> Information provided
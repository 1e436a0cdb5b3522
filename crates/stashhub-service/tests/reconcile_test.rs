//! Change-feed reconciliation, including the full two-user scenario.

mod common;

use std::sync::{Arc, Mutex};

use common::{TestApp, eventually};
use serde_json::json;
use stashhub_core::events::{ChangeEvent, StoreTable};
use stashhub_entity::share::Share;
use stashhub_realtime::MemoryChangeFeed;
use stashhub_service::inventory::{NewItem, UpdateItem};
use stashhub_service::{ReconcileScope, Reconciler};

#[tokio::test]
async fn test_container_event_triggers_scoped_reload() {
    let alice_app = TestApp::new();
    let alice = alice_app.register_user("alice@example.com", None).await;
    alice_app.sign_in(&alice);
    let garage = alice_app
        .environments
        .create_environment("Garage")
        .await
        .unwrap();
    alice_app
        .inventory
        .load_for_environment(garage.id)
        .await
        .unwrap();

    let feed = MemoryChangeFeed::new();
    let handle = Reconciler::spawn_inventory(
        &feed,
        Arc::clone(&alice_app.inventory),
        ReconcileScope::Environment(garage.id),
    );

    // Bob creates a container on his device; the store then notifies.
    let bob_app = alice_app.sibling();
    let bob = bob_app.register_user("bob@example.com", None).await;
    bob_app.sign_in(&bob);
    bob_app
        .inventory
        .load_for_environment(garage.id)
        .await
        .unwrap();
    let shelf = bob_app
        .inventory
        .create_container(garage.id, "Shelf A")
        .await
        .unwrap()
        .unwrap();
    feed.publish(ChangeEvent::insert(
        StoreTable::Containers,
        json!({"id": shelf.id, "name": "Shelf A"}),
    ));

    let converged = eventually(|| async {
        alice_app
            .cache
            .snapshot_environment(garage.id)
            .await
            .iter()
            .any(|c| c.container.name == "Shelf A")
    })
    .await;
    assert!(converged, "cache never picked up the remote container");

    handle.shutdown().await;
    assert_eq!(feed.subscriber_count(), 0);
}

#[tokio::test]
async fn test_share_event_reloads_pending_invites() {
    let alice_app = TestApp::new();
    let alice = alice_app.register_user("alice@example.com", None).await;
    alice_app.sign_in(&alice);
    let garage = alice_app
        .environments
        .create_environment("Garage")
        .await
        .unwrap();

    let bob_app = alice_app.sibling();
    let bob = bob_app.register_user("bob@example.com", None).await;
    bob_app.sign_in(&bob);

    let feed = MemoryChangeFeed::new();
    let seen: Arc<Mutex<Vec<Share>>> = Arc::new(Mutex::new(Vec::new()));
    let seen_by_callback = Arc::clone(&seen);
    let handle = Reconciler::spawn_shares(
        &feed,
        Arc::clone(&bob_app.shares),
        Some(Box::new(move |pending| {
            *seen_by_callback.lock().unwrap() = pending;
        })),
    );

    alice_app
        .shares
        .create_share(garage.id, "bob@example.com")
        .await
        .unwrap();
    feed.publish(ChangeEvent::insert(
        StoreTable::EnvironmentShares,
        json!({"invitee_email": "bob@example.com"}),
    ));

    let converged = eventually(|| async {
        !bob_app.shares.pending_snapshot().await.is_empty()
    })
    .await;
    assert!(converged, "pending list never reloaded");
    assert_eq!(seen.lock().unwrap().len(), 1);

    handle.shutdown().await;
}

#[tokio::test]
async fn test_dropping_the_handle_tears_the_subscription_down() {
    let app = TestApp::new();
    let feed = MemoryChangeFeed::new();
    let handle =
        Reconciler::spawn_inventory(&feed, Arc::clone(&app.inventory), ReconcileScope::All);
    assert_eq!(feed.subscriber_count(), 2);

    drop(handle);
    let torn_down = eventually(|| {
        let count = feed.subscriber_count();
        async move { count == 0 }
    })
    .await;
    assert!(torn_down, "subscriptions survived the handle");
}

// Two members of one shared environment, each with their own device:
// every mutation on one side becomes visible on the other after the
// change feed fires, and the history names both actors.
#[tokio::test]
async fn test_two_member_convergence() {
    let feed = MemoryChangeFeed::new();

    let alice_app = TestApp::new();
    let alice = alice_app
        .register_user("alice@example.com", Some("Alice L"))
        .await;
    alice_app.sign_in(&alice);
    let garage = alice_app
        .environments
        .create_environment("Garage")
        .await
        .unwrap();

    let bob_app = alice_app.sibling();
    let bob = bob_app.register_user("bob@example.com", Some("Bob M")).await;
    bob_app.sign_in(&bob);

    alice_app
        .shares
        .create_share(garage.id, "bob@example.com")
        .await
        .unwrap();
    let invite = bob_app.shares.list_pending_for_current_user().await.unwrap()[0].clone();
    bob_app.shares.accept_share(invite.id).await.unwrap();

    alice_app.inventory.load_all().await.unwrap();
    bob_app.inventory.load_all().await.unwrap();
    let _alice_sync = Reconciler::spawn_inventory(
        &feed,
        Arc::clone(&alice_app.inventory),
        ReconcileScope::All,
    );
    let _bob_sync = Reconciler::spawn_inventory(
        &feed,
        Arc::clone(&bob_app.inventory),
        ReconcileScope::All,
    );

    // Alice stocks the garage.
    let shelf = alice_app
        .inventory
        .create_container(garage.id, "Shelf A")
        .await
        .unwrap()
        .unwrap();
    alice_app
        .inventory
        .create_item(
            shelf.id,
            NewItem {
                name: "Drill".to_string(),
                quantity: "1".to_string(),
            },
        )
        .await
        .unwrap();
    feed.publish(ChangeEvent::insert(StoreTable::Items, json!({"name": "Drill"})));

    let bob_sees_drill = eventually(|| async {
        bob_app
            .cache
            .get(shelf.id)
            .await
            .is_some_and(|c| c.item_by_name("Drill").is_some())
    })
    .await;
    assert!(bob_sees_drill);

    // Bob adjusts the quantity from his side.
    bob_app
        .inventory
        .update_item(
            shelf.id,
            UpdateItem {
                original_name: "Drill".to_string(),
                name: "Drill".to_string(),
                quantity: "2".to_string(),
            },
        )
        .await
        .unwrap();
    feed.publish(ChangeEvent::update(
        StoreTable::Items,
        json!({"quantity": "1"}),
        json!({"quantity": "2"}),
    ));

    let alice_sees_update = eventually(|| async {
        alice_app
            .cache
            .get(shelf.id)
            .await
            .is_some_and(|c| c.item_by_name("Drill").is_some_and(|i| i.quantity == "2"))
    })
    .await;
    assert!(alice_sees_update);

    // Both actors appear in the shared history under their own names.
    let page = alice_app
        .activity
        .list_for_environment(garage.id, &Default::default())
        .await
        .unwrap();
    let actors: Vec<&str> = page
        .items
        .iter()
        .map(|e| e.actor_display_name.as_str())
        .collect();
    assert!(actors.contains(&"Alice L"));
    assert!(actors.contains(&"Bob M"));
}
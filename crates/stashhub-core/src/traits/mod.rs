//! Collaborator contracts the core depends on.
//!
//! The synchronization core talks to three external collaborators: the
//! identity provider, the relational store (repository traits live beside
//! their entities in `stashhub-database`), and the change feed. Concrete
//! backends are injected at construction time.

pub mod feed;
pub mod identity;

pub use feed::{ChangeFeed, FeedSubscription};
pub use identity::{CurrentUser, IdentityProvider, SessionIdentity};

> Work instruction
Please write out the data again exactly as it stands.

> Task response
repository 1e436a0cdb5b3522
filename crates/stashhub-service/tests/reconcile_test.rs
//! Change-feed reconciliation, including the full two-user scenario.

mod common;

use std::sync::{Arc, Mutex};

use common::{TestApp, eventually};
use serde_json::json;
use stashhub_core::events::{ChangeEvent, StoreTable};
use stashhub_entity::share::Share;
use stashhub_realtime::MemoryChangeFeed;
use stashhub_service::inventory::{NewItem, UpdateItem};
use stashhub_service::{ReconcileScope, Reconciler};

#[tokio::test]
async fn test_container_event_triggers_scoped_reload() {
    let alice_app = TestApp::new();
    let alice = alice_app.register_user("alice@example.com", None).await;
    alice_app.sign_in(&alice);
    let garage = alice_app
        .environments
        .create_environment("Garage")
        .await
        .unwrap();
    alice_app
        .inventory
        .load_for_environment(garage.id)
        .await
        .unwrap();

    let feed = MemoryChangeFeed::new();
    let handle = Reconciler::spawn_inventory(
        &feed,
        Arc::clone(&alice_app.inventory),
        ReconcileScope::Environment(garage.id),
    );

    // Bob creates a container on his device; the store then notifies.
    let bob_app = alice_app.sibling();
    let bob = bob_app.register_user("bob@example.com", None).await;
    bob_app.sign_in(&bob);
    bob_app
        .inventory
        .load_for_environment(garage.id)
        .await
        .unwrap();
    let shelf = bob_app
        .inventory
        .create_container(garage.id, "Shelf A")
        .await
        .unwrap()
        .unwrap();
    feed.publish(ChangeEvent::insert(
        StoreTable::Containers,
        json!({"id": shelf.id, "name": "Shelf A"}),
    ));

    let converged = eventually(|| async {
        alice_app
            .cache
            .snapshot_environment(garage.id)
            .await
            .iter()
            .any(|c| c.container.name == "Shelf A")
    })
    .await;
    assert!(converged, "cache never picked up the remote container");

    handle.shutdown().await;
    assert_eq!(feed.subscriber_count(), 0);
}

#[tokio::test]
async fn test_share_event_reloads_pending_invites() {
    let alice_app = TestApp::new();
    let alice = alice_app.register_user("alice@example.com", None).await;
    alice_app.sign_in(&alice);
    let garage = alice_app
        .environments
        .create_environment("Garage")
        .await
        .unwrap();

    let bob_app = alice_app.sibling();
    let bob = bob_app.register_user("bob@example.com", None).await;
    bob_app.sign_in(&bob);

    let feed = MemoryChangeFeed::new();
    let seen: Arc<Mutex<Vec<Share>>> = Arc::new(Mutex::new(Vec::new()));
    let seen_by_callback = Arc::clone(&seen);
    let handle = Reconciler::spawn_shares(
        &feed,
        Arc::clone(&bob_app.shares),
        Some(Box::new(move |pending| {
            *seen_by_callback.lock().unwrap() = pending;
        })),
    );

    alice_app
        .shares
        .create_share(garage.id, "bob@example.com")
        .await
        .unwrap();
    feed.publish(ChangeEvent::insert(
        StoreTable::EnvironmentShares,
        json!({"invitee_email": "bob@example.com"}),
    ));

    let converged = eventually(|| async {
        !bob_app.shares.pending_snapshot().await.is_empty()
    })
    .await;
    assert!(converged, "pending list never reloaded");
    assert_eq!(seen.lock().unwrap().len(), 1);

    handle.shutdown().await;
}

#[tokio::test]
async fn test_dropping_the_handle_tears_the_subscription_down() {
    let app = TestApp::new();
    let feed = MemoryChangeFeed::new();
    let handle =
        Reconciler::spawn_inventory(&feed, Arc::clone(&app.inventory), ReconcileScope::All);
    assert_eq!(feed.subscriber_count(), 2);

    drop(handle);
    let torn_down = eventually(|| {
        let count = feed.subscriber_count();
        async move { count == 0 }
    })
    .await;
    assert!(torn_down, "subscriptions survived the handle");
}

// Two members of one shared environment, each with their own device:
// every mutation on one side becomes visible on the other after the
// change feed fires, and the history names both actors.
#[tokio::test]
async fn test_two_member_convergence() {
    let feed = MemoryChangeFeed::new();

    let alice_app = TestApp::new();
    let alice = alice_app
        .register_user("alice@example.com", Some("Alice L"))
        .await;
    alice_app.sign_in(&alice);
    let garage = alice_app
        .environments
        .create_environment("Garage")
        .await
        .unwrap();

    let bob_app = alice_app.sibling();
    let bob = bob_app.register_user("bob@example.com", Some("Bob M")).await;
    bob_app.sign_in(&bob);

    alice_app
        .shares
        .create_share(garage.id, "bob@example.com")
        .await
        .unwrap();
    let invite = bob_app.shares.list_pending_for_current_user().await.unwrap()[0].clone();
    bob_app.shares.accept_share(invite.id).await.unwrap();

    alice_app.inventory.load_all().await.unwrap();
    bob_app.inventory.load_all().await.unwrap();
    let _alice_sync = Reconciler::spawn_inventory(
        &feed,
        Arc::clone(&alice_app.inventory),
        ReconcileScope::All,
    );
    let _bob_sync = Reconciler::spawn_inventory(
        &feed,
        Arc::clone(&bob_app.inventory),
        ReconcileScope::All,
    );

    // Alice stocks the garage.
    let shelf = alice_app
        .inventory
        .create_container(garage.id, "Shelf A")
        .await
        .unwrap()
        .unwrap();
    alice_app
        .inventory
        .create_item(
            shelf.id,
            NewItem {
                name: "Drill".to_string(),
                quantity: "1".to_string(),
            },
        )
        .await
        .unwrap();
    feed.publish(ChangeEvent::insert(StoreTable::Items, json!({"name": "Drill"})));

    let bob_sees_drill = eventually(|| async {
        bob_app
            .cache
            .get(shelf.id)
            .await
            .is_some_and(|c| c.item_by_name("Drill").is_some())
    })
    .await;
    assert!(bob_sees_drill);

    // Bob adjusts the quantity from his side.
    bob_app
        .inventory
        .update_item(
            shelf.id,
            UpdateItem {
                original_name: "Drill".to_string(),
                name: "Drill".to_string(),
                quantity: "2".to_string(),
            },
        )
        .await
        .unwrap();
    feed.publish(ChangeEvent::update(
        StoreTable::Items,
        json!({"quantity": "1"}),
        json!({"quantity": "2"}),
    ));

    let alice_sees_update = eventually(|| async {
        alice_app
            .cache
            .get(shelf.id)
            .await
            .is_some_and(|c| c.item_by_name("Drill").is_some_and(|i| i.quantity == "2"))
    })
    .await;
    assert!(alice_sees_update);

    // Both actors appear in the shared history under their own names.
    let page = alice_app
        .activity
        .list_for_environment(garage.id, &Default::default())
        .await
        .unwrap();
    let actors: Vec<&str> = page
        .items
        .iter()
        .map(|e| e.actor_display_name.as_str())
        .collect();
    assert!(actors.contains(&"Alice L"));
    assert!(actors.contains(&"Bob M"));
}
filename crates/stashhub-core/src/traits/mod.rs
//! Collaborator contracts the core depends on.
//!
//! The synchronization core talks to three external collaborators: the
//! identity provider, the relational store (repository traits live beside
//! their entities in `stashhub-database`), and the change feed. Concrete
//! backends are injected at construction time.

pub mod feed;
pub mod identity;

pub use feed::{ChangeFeed, FeedSubscription};
pub use identity::{CurrentUser, IdentityProvider, SessionIdentity};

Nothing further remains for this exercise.